Chaque décision individuelle réglée en liquidité compensée par la monnaie d’une société gouvernée distinctement selon ses règles propres et spécifiques, détermine une variation de la parité de change nominale et de la prime de change. La parité nominale est de décision gouvernementale tandis que la prime de change agrège les décisions individuelles de vente ou d’achat réglée par l’étalon sociétal collectif de solidarité monétaire.

Si la compensation établit la cause de la valeur de chaque monnaie dans l’existence d’une société formée par l’adhésion libre à une même loi entre des personnes solidaires, alors la gratuité des biens devient la cause des prix. Non seulement l’existence physique et morale des personnes n’est plus un objet négociable par le marché, mais le règlement de certains prix essentiels à l’existence peut se faire au prix de 1 par unité de temps pour et par toute personne qui en rencontre une autre : la prime de réalité des biens nominalement gratuits est ainsi réglée par la société toute entière à raison d’une même quantité de justice pour toute personne individuelle.

L’inflation des dettes bancaires virtuelles a été le seul moyen de maintenir la liquidité économique réelle après la désintégration des banques dans les subprimes. L’échange économique n’est resté liquide que par emprunt sans contrepartie à la sphère sociale et politique de l’échange gratuit des droits personnels. L’interdiction de la fausse monnaie émise sur l’anéantissement des droits sociaux impliquera la démonétisation de tous les signes matérialisables hors de la responsabilité judiciaire étatique. L’assurance sociale des droits personnels de tous les citoyens ne sera effectivement garantie que par le paiement numérique matérialisé dans l’utilisation des interfaces d’accès aux réseaux sociaux.

La complexité est l’expression de l’humain quand l’instabilité libérale des prix et de la monnaie en est la négation. Nos superstitions matérialo-scientistes modernes nous interdisent de considérer l’antagonie réelle entre le « non-simple » et le « non-état ». Pour alléger notre effort d’intellection de la réalité humaine plurielle, nous réduisons nos perceptions à la logique abstraite en imaginant une subjectivité humaine uniciste moniste : c’est l’hypothèse commode de l’individualisme méthodologique. Le résultat de l’intellectualisme objectiviste spéculatif est l’abolition de la société et de la diversité des états qu’elle produit.

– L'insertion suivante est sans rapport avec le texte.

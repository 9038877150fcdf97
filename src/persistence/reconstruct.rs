//! Map reconstruction: from flat decoded entity lists to a query-ready map.
//!
//! Decoding leaves two flat lists whose entities still reference each other
//! only by id. Reconstruction re-registers everything into the shared map
//! and rebuilds the derived structures in three phases:
//!
//! 1. **Keyframe insertion** (worker thread, caller polls a finished flag):
//!    every live keyframe goes into the map and the place-recognition index;
//!    its observation slots are re-wired onto the referenced landmarks, which
//!    are registered on first contact.
//! 2. **Landmark finalization** (worker thread): remaining unobserved
//!    landmarks are registered, then every landmark's representative
//!    descriptor and viewing bounds are recomputed from the observation set
//!    phase 1 produced.
//! 3. **Connection rebuild** (caller thread, strictly after phase 1):
//!    covisibility weights are recounted from shared observations and the
//!    spanning tree is repaired for every inserted keyframe.
//!
//! Phases 2 and 3 run concurrently; both only need phase 1's output.
//! Entities that arrive null or flagged bad are skipped with a log line and
//! never counted as inserted - a partially intact file still yields a usable
//! map.

use std::collections::HashMap;
use std::sync::atomic::{AtomicBool, AtomicUsize, Ordering};
use std::sync::Arc;
use std::thread;
use std::time::Duration;

use parking_lot::Mutex;
use tracing::{debug, error, info, warn};

use crate::map::{bow_from_descriptors, Keyframe, KeyframeId, Landmark, LandmarkId};
use crate::system::SharedState;

/// Poll interval while waiting for the keyframe insertion thread.
const PHASE1_POLL: Duration = Duration::from_millis(5);

/// Counts reported after reconstruction.
#[derive(Debug, Clone, PartialEq, Eq)]
pub struct LoadReport {
    pub keyframes_total: usize,
    pub keyframes_inserted: usize,
    pub landmarks_total: usize,
    pub landmarks_inserted: usize,
}

type LandmarkPool = Arc<Mutex<HashMap<LandmarkId, Landmark>>>;

/// Rebuild the shared map from decoded entity lists.
///
/// Blocks the caller until all phases complete.
pub fn reconstruct(
    shared: &Arc<SharedState>,
    keyframes: Vec<Option<Keyframe>>,
    landmarks: Vec<Option<Landmark>>,
) -> LoadReport {
    let keyframes_total = keyframes.len();
    let landmarks_total = landmarks.len();

    // Live landmarks wait in a pool until phase 1 pulls them into the map.
    let mut pool_map = HashMap::new();
    let mut live_landmark_ids = Vec::new();
    for entry in landmarks {
        match entry {
            Some(lm) if !lm.is_bad => {
                live_landmark_ids.push(lm.id);
                pool_map.insert(lm.id, lm);
            }
            Some(lm) => warn!(lm_id = %lm.id, "skipping bad landmark"),
            None => warn!("skipping invalidated landmark entry"),
        }
    }
    let landmarks_inserted = live_landmark_ids.len();
    let pool: LandmarkPool = Arc::new(Mutex::new(pool_map));

    // Phase 1: keyframe insertion on its own thread; the caller polls the
    // finished flag rather than blocking on the join, so a stuck insertion
    // shows up as a liveness problem instead of a silent hang.
    let inserted_count = Arc::new(AtomicUsize::new(0));
    let finished = Arc::new(AtomicBool::new(false));
    let phase1 = {
        let shared = Arc::clone(shared);
        let pool = Arc::clone(&pool);
        let inserted_count = Arc::clone(&inserted_count);
        let finished = Arc::clone(&finished);
        thread::spawn(move || insert_keyframes(&shared, &pool, keyframes, &inserted_count, &finished))
    };
    while !finished.load(Ordering::SeqCst) {
        thread::sleep(PHASE1_POLL);
    }
    let inserted_ids = match phase1.join() {
        Ok(ids) => ids,
        Err(_) => {
            error!("keyframe insertion thread panicked");
            Vec::new()
        }
    };
    let keyframes_inserted = inserted_count.load(Ordering::SeqCst);
    info!(
        inserted = keyframes_inserted,
        total = keyframes_total,
        "keyframes inserted"
    );

    // Phase 2: landmark finalization, concurrent with phase 3 below.
    let phase2 = {
        let shared = Arc::clone(shared);
        let pool = Arc::clone(&pool);
        let ids = live_landmark_ids;
        thread::spawn(move || finalize_landmarks(&shared, &pool, ids))
    };

    // Phase 3: connection rebuild, strictly after phase 1.
    for kf_id in &inserted_ids {
        shared.map.write().update_connections(*kf_id);
    }

    if phase2.join().is_err() {
        error!("landmark finalization thread panicked");
    }

    shared.map.write().note_structural_change();
    info!(landmarks = landmarks_inserted, "map reconstruction complete");

    LoadReport {
        keyframes_total,
        keyframes_inserted,
        landmarks_total,
        landmarks_inserted,
    }
}

/// Phase 1 body. Returns the ids actually inserted, in input order.
fn insert_keyframes(
    shared: &Arc<SharedState>,
    pool: &LandmarkPool,
    keyframes: Vec<Option<Keyframe>>,
    inserted_count: &AtomicUsize,
    finished: &AtomicBool,
) -> Vec<KeyframeId> {
    let mut inserted_ids = Vec::new();

    for entry in keyframes {
        let Some(mut kf) = entry else {
            warn!("skipping invalidated keyframe entry");
            continue;
        };
        if kf.is_bad {
            warn!(kf_id = %kf.id, "skipping bad keyframe");
            continue;
        }
        let kf_id = kf.id;
        let bow = bow_from_descriptors(&kf.descriptors);

        {
            let mut map = shared.map.write();
            for slot in 0..kf.landmark_slots.len() {
                let Some(lm_id) = kf.landmark_slots[slot] else {
                    continue;
                };
                if !map.contains_landmark(lm_id) {
                    if let Some(lm) = pool.lock().remove(&lm_id) {
                        map.add_landmark(lm);
                    }
                }
                match map.landmark_mut(lm_id) {
                    Some(lm) if !lm.is_bad => lm.add_observation(kf_id, slot),
                    _ => {
                        warn!(%kf_id, slot, "dropping reference to missing or bad landmark");
                        kf.landmark_slots[slot] = None;
                    }
                }
            }
            map.add_keyframe(kf);
        }
        shared.keyframe_db.write().add(kf_id, bow);

        inserted_ids.push(kf_id);
        inserted_count.fetch_add(1, Ordering::SeqCst);
    }

    finished.store(true, Ordering::SeqCst);
    inserted_ids
}

/// Phase 2 body.
fn finalize_landmarks(shared: &Arc<SharedState>, pool: &LandmarkPool, ids: Vec<LandmarkId>) {
    let remaining: Vec<Landmark> = {
        let mut pool = pool.lock();
        pool.drain().map(|(_, lm)| lm).collect()
    };
    if !remaining.is_empty() {
        debug!(
            count = remaining.len(),
            "registering landmarks with no surviving observations"
        );
        let mut map = shared.map.write();
        for lm in remaining {
            map.add_landmark(lm);
        }
    }

    for lm_id in ids {
        let mut map = shared.map.write();
        map.update_landmark_descriptor(lm_id);
        map.update_landmark_geometry(lm_id);
    }
}

#[cfg(test)]
mod tests {
    use super::*;
    use nalgebra::Vector3;

    use crate::features::{DenseMatrix, KeyPoint, MatDepth};
    use crate::geometry::SE3;

    fn make_keyframe(id: u64, slots: usize) -> Keyframe {
        Keyframe::new(
            KeyframeId::new(id),
            id as f64 * 0.1,
            SE3::identity(),
            vec![KeyPoint::default(); slots],
            DenseMatrix::zeros(slots, 32, MatDepth::U8),
        )
    }

    fn make_landmark(id: u64) -> Landmark {
        Landmark::new(
            LandmarkId::new(id),
            Vector3::new(id as f64, 0.0, 1.0),
            DenseMatrix::from_u8_rows(&[vec![id as u8; 32]], 32),
            KeyframeId::new(0),
        )
    }

    #[test]
    fn test_bad_and_null_entities_are_excluded() {
        let shared = SharedState::new();

        let mut bad_kf = make_keyframe(1, 0);
        bad_kf.is_bad = true;
        let keyframes = vec![
            Some(make_keyframe(0, 0)),
            Some(bad_kf),
            None,
            Some(make_keyframe(3, 0)),
        ];

        let mut bad_lm = make_landmark(10);
        bad_lm.is_bad = true;
        let landmarks = vec![Some(make_landmark(11)), Some(bad_lm), None];

        let report = reconstruct(&shared, keyframes, landmarks);

        assert_eq!(report.keyframes_total, 4);
        assert_eq!(report.keyframes_inserted, 2);
        assert_eq!(report.landmarks_total, 3);
        assert_eq!(report.landmarks_inserted, 1);

        let map = shared.map.read();
        assert_eq!(map.num_keyframes(), 2);
        assert!(map.contains_keyframe(KeyframeId::new(0)));
        assert!(map.contains_keyframe(KeyframeId::new(3)));
        assert_eq!(map.num_landmarks(), 1);
        assert!(map.contains_landmark(LandmarkId::new(11)));
    }

    #[test]
    fn test_dangling_slot_references_are_dropped() {
        let shared = SharedState::new();

        let mut kf = make_keyframe(0, 2);
        kf.landmark_slots[0] = Some(LandmarkId::new(50)); // never serialized
        let report = reconstruct(&shared, vec![Some(kf)], vec![]);

        assert_eq!(report.keyframes_inserted, 1);
        let map = shared.map.read();
        let kf = map.keyframe(KeyframeId::new(0)).unwrap();
        assert_eq!(kf.landmark_at(0), None);
    }

    #[test]
    fn test_reconstruction_rebuilds_connections() {
        let shared = SharedState::new();

        // Keyframes 0,1,2 in a parent chain; landmark 0 seen by {0,1},
        // landmark 1 by {1,2}.
        let mut kf0 = make_keyframe(0, 2);
        let mut kf1 = make_keyframe(1, 2);
        let mut kf2 = make_keyframe(2, 2);
        kf1.parent = Some(KeyframeId::new(0));
        kf2.parent = Some(KeyframeId::new(1));
        kf0.children.insert(KeyframeId::new(1));
        kf1.children.insert(KeyframeId::new(2));

        let mut lm0 = make_landmark(0);
        let mut lm1 = make_landmark(1);
        kf0.landmark_slots[0] = Some(lm0.id);
        kf1.landmark_slots[0] = Some(lm0.id);
        kf1.landmark_slots[1] = Some(lm1.id);
        kf2.landmark_slots[1] = Some(lm1.id);
        lm0.add_observation(kf0.id, 0);
        lm0.add_observation(kf1.id, 0);
        lm1.add_observation(kf1.id, 1);
        lm1.add_observation(kf2.id, 1);

        let report = reconstruct(
            &shared,
            vec![Some(kf0), Some(kf1), Some(kf2)],
            vec![Some(lm0), Some(lm1)],
        );
        assert_eq!(report.keyframes_inserted, 3);
        assert_eq!(report.landmarks_inserted, 2);

        let map = shared.map.read();
        let id = KeyframeId::new;
        assert_eq!(map.keyframe(id(0)).unwrap().covisibility_weight(id(1)), 1);
        assert_eq!(map.keyframe(id(1)).unwrap().covisibility_weight(id(2)), 1);
        assert_eq!(map.keyframe(id(0)).unwrap().covisibility_weight(id(2)), 0);
        assert_eq!(
            map.landmark(LandmarkId::new(0)).unwrap().num_observations(),
            2
        );
        assert_eq!(
            map.landmark(LandmarkId::new(1)).unwrap().num_observations(),
            2
        );

        // Every inserted keyframe is queryable through the index.
        assert_eq!(shared.keyframe_db.read().len(), 3);
    }

    #[test]
    fn test_unobserved_landmarks_are_still_registered() {
        let shared = SharedState::new();
        let report = reconstruct(&shared, vec![], vec![Some(make_landmark(7))]);
        assert_eq!(report.landmarks_inserted, 1);
        assert!(shared.map.read().contains_landmark(LandmarkId::new(7)));
    }
}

Les libéraux en déduisent l’inutilité voire la dangerosité de l’État. L’unicité monétaire du dollar et de l’euro se substitue alors à l’universalisation par les États de la pluralité des lois applicables. La pluralité monétaire indexée sur la diversité sociale identifiable et incarnée par le corps physique des citoyens et le corps moral des peuples est le principe de la compensation keynésienne numérique. La compensation keynésienne numérisée n’est pas à proprement parler un système mais la condition de possibilité d’une pluralité systémique.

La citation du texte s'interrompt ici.